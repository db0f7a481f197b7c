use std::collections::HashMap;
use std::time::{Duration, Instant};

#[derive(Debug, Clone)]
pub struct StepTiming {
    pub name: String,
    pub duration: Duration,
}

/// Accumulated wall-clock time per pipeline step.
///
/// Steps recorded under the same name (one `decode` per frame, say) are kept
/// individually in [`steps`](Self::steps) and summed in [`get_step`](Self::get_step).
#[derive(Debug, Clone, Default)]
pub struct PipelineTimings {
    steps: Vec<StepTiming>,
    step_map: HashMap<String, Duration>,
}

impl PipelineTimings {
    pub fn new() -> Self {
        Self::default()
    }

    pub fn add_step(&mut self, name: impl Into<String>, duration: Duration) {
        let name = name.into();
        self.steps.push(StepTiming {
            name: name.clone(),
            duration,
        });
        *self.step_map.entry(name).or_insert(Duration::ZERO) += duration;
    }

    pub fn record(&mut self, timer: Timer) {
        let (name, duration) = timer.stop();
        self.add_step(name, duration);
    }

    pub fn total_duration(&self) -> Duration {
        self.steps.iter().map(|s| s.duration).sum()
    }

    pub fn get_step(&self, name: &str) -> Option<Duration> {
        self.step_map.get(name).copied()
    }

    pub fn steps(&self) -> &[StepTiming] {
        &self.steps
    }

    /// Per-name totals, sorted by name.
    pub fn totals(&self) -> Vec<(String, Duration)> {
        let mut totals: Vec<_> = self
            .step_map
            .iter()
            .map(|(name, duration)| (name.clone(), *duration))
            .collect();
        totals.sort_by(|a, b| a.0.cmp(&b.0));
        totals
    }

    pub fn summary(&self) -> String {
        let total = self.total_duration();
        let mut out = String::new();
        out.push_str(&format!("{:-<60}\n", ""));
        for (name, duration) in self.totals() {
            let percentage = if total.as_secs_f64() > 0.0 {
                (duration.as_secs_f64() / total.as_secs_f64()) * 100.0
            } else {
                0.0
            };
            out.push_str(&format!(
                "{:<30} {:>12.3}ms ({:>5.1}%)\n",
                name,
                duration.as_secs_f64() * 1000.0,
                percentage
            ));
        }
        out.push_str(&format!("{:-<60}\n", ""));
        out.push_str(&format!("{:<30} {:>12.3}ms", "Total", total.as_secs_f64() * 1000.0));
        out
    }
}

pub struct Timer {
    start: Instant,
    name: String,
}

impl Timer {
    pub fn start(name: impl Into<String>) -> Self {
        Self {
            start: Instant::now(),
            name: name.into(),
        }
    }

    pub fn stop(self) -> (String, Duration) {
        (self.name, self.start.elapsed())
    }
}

- _Problem statement_
Once you have identified the lines above that contain "derive", copy each of them.

- _Solution to this exercise_
#[derive(Debug, Clone)]
#[derive(Debug, Clone, Default)]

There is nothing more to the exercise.